> Entries shown:

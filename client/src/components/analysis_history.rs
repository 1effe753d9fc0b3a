//! History panel listing completed analyses for this session.
//!
//! SYSTEM CONTEXT
//! ==============
//! Reads entries from the analyze controller, which prepends one per
//! successful analysis. Entries are never edited and vanish on reload.

#[cfg(test)]
#[path = "analysis_history_test.rs"]
mod analysis_history_test;

use std::fmt::Display;

use chrono::{DateTime, Local, TimeZone};
use leptos::prelude::*;

use crate::state::analyze::AnalyzeController;

pub const EMPTY_HISTORY_MESSAGE: &str = "No analyses yet";

/// `May 4, 2026 2:05 PM` in the zone of `at`.
pub fn format_history_date<Tz>(at: &DateTime<Tz>) -> String
where
    Tz: TimeZone,
    Tz::Offset: Display,
{
    at.format("%b %-d, %Y %-I:%M %p").to_string()
}

/// Analysis history list, most recent first.
#[component]
pub fn AnalysisHistory() -> impl IntoView {
    let controller = expect_context::<RwSignal<AnalyzeController>>();
    let entries = move || controller.with(|c| c.history().to_vec());

    view! {
        <div class="chat-history">
            <div class="history-header">
                <h3>"Analysis History"</h3>
            </div>
            <Show
                when=move || controller.with(|c| !c.history().is_empty())
                fallback=|| {
                    view! {
                        <div class="empty-state">
                            <p>{EMPTY_HISTORY_MESSAGE}</p>
                            <span>"Start by uploading an image to begin"</span>
                        </div>
                    }
                }
            >
                <div class="history-list">
                    {move || {
                        entries()
                            .into_iter()
                            .map(|entry| {
                                let date = format_history_date(&entry.created_at.with_timezone(&Local));
                                view! {
                                    <div class="history-item">
                                        <p class="item-title">{entry.title}</p>
                                        <span class="item-date">{date}</span>
                                    </div>
                                }
                            })
                            .collect_view()
                    }}
                </div>
            </Show>
        </div>
    }
}
use chrono::{FixedOffset, Utc};

use super::*;

#[test]
fn format_history_date_uses_twelve_hour_clock() {
    let at = Utc.with_ymd_and_hms(2026, 5, 4, 14, 5, 0).single().expect("valid timestamp");
    assert_eq!(format_history_date(&at), "May 4, 2026 2:05 PM");
}

#[test]
fn format_history_date_respects_offset() {
    let at = Utc.with_ymd_and_hms(2026, 1, 1, 23, 30, 0).single().expect("valid timestamp");
    let east = FixedOffset::east_opt(2 * 3600).expect("valid offset");
    assert_eq!(format_history_date(&at.with_timezone(&east)), "Jan 2, 2026 1:30 AM");
}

> What the task asks:
Line by line, write out the whole listing exactly.

> Exercise output:
filename client/src/components/analysis_history.rs
repository 1effe753d9fc0b3a
//! History panel listing completed analyses for this session.
//!
//! SYSTEM CONTEXT
//! ==============
//! Reads entries from the analyze controller, which prepends one per
//! successful analysis. Entries are never edited and vanish on reload.

#[cfg(test)]
#[path = "analysis_history_test.rs"]
mod analysis_history_test;

use std::fmt::Display;

use chrono::{DateTime, Local, TimeZone};
use leptos::prelude::*;

use crate::state::analyze::AnalyzeController;

pub const EMPTY_HISTORY_MESSAGE: &str = "No analyses yet";

/// `May 4, 2026 2:05 PM` in the zone of `at`.
pub fn format_history_date<Tz>(at: &DateTime<Tz>) -> String
where
    Tz: TimeZone,
    Tz::Offset: Display,
{
    at.format("%b %-d, %Y %-I:%M %p").to_string()
}

/// Analysis history list, most recent first.
#[component]
pub fn AnalysisHistory() -> impl IntoView {
    let controller = expect_context::<RwSignal<AnalyzeController>>();
    let entries = move || controller.with(|c| c.history().to_vec());

    view! {
        <div class="chat-history">
            <div class="history-header">
                <h3>"Analysis History"</h3>
            </div>
            <Show
                when=move || controller.with(|c| !c.history().is_empty())
                fallback=|| {
                    view! {
                        <div class="empty-state">
                            <p>{EMPTY_HISTORY_MESSAGE}</p>
                            <span>"Start by uploading an image to begin"</span>
                        </div>
                    }
                }
            >
                <div class="history-list">
                    {move || {
                        entries()
                            .into_iter()
                            .map(|entry| {
                                let date = format_history_date(&entry.created_at.with_timezone(&Local));
                                view! {
                                    <div class="history-item">
                                        <p class="item-title">{entry.title}</p>
                                        <span class="item-date">{date}</span>
                                    </div>
                                }
                            })
                            .collect_view()
                    }}
                </div>
            </Show>
        </div>
    }
}
use chrono::{FixedOffset, Utc};

use super::*;

#[test]
fn format_history_date_uses_twelve_hour_clock() {
    let at = Utc.with_ymd_and_hms(2026, 5, 4, 14, 5, 0).single().expect("valid timestamp");
    assert_eq!(format_history_date(&at), "May 4, 2026 2:05 PM");
}

#[test]
fn format_history_date_respects_offset() {
    let at = Utc.with_ymd_and_hms(2026, 1, 1, 23, 30, 0).single().expect("valid timestamp");
    let east = FixedOffset::east_opt(2 * 3600).expect("valid offset");
    assert_eq!(format_history_date(&at.with_timezone(&east)), "Jan 2, 2026 1:30 AM");
}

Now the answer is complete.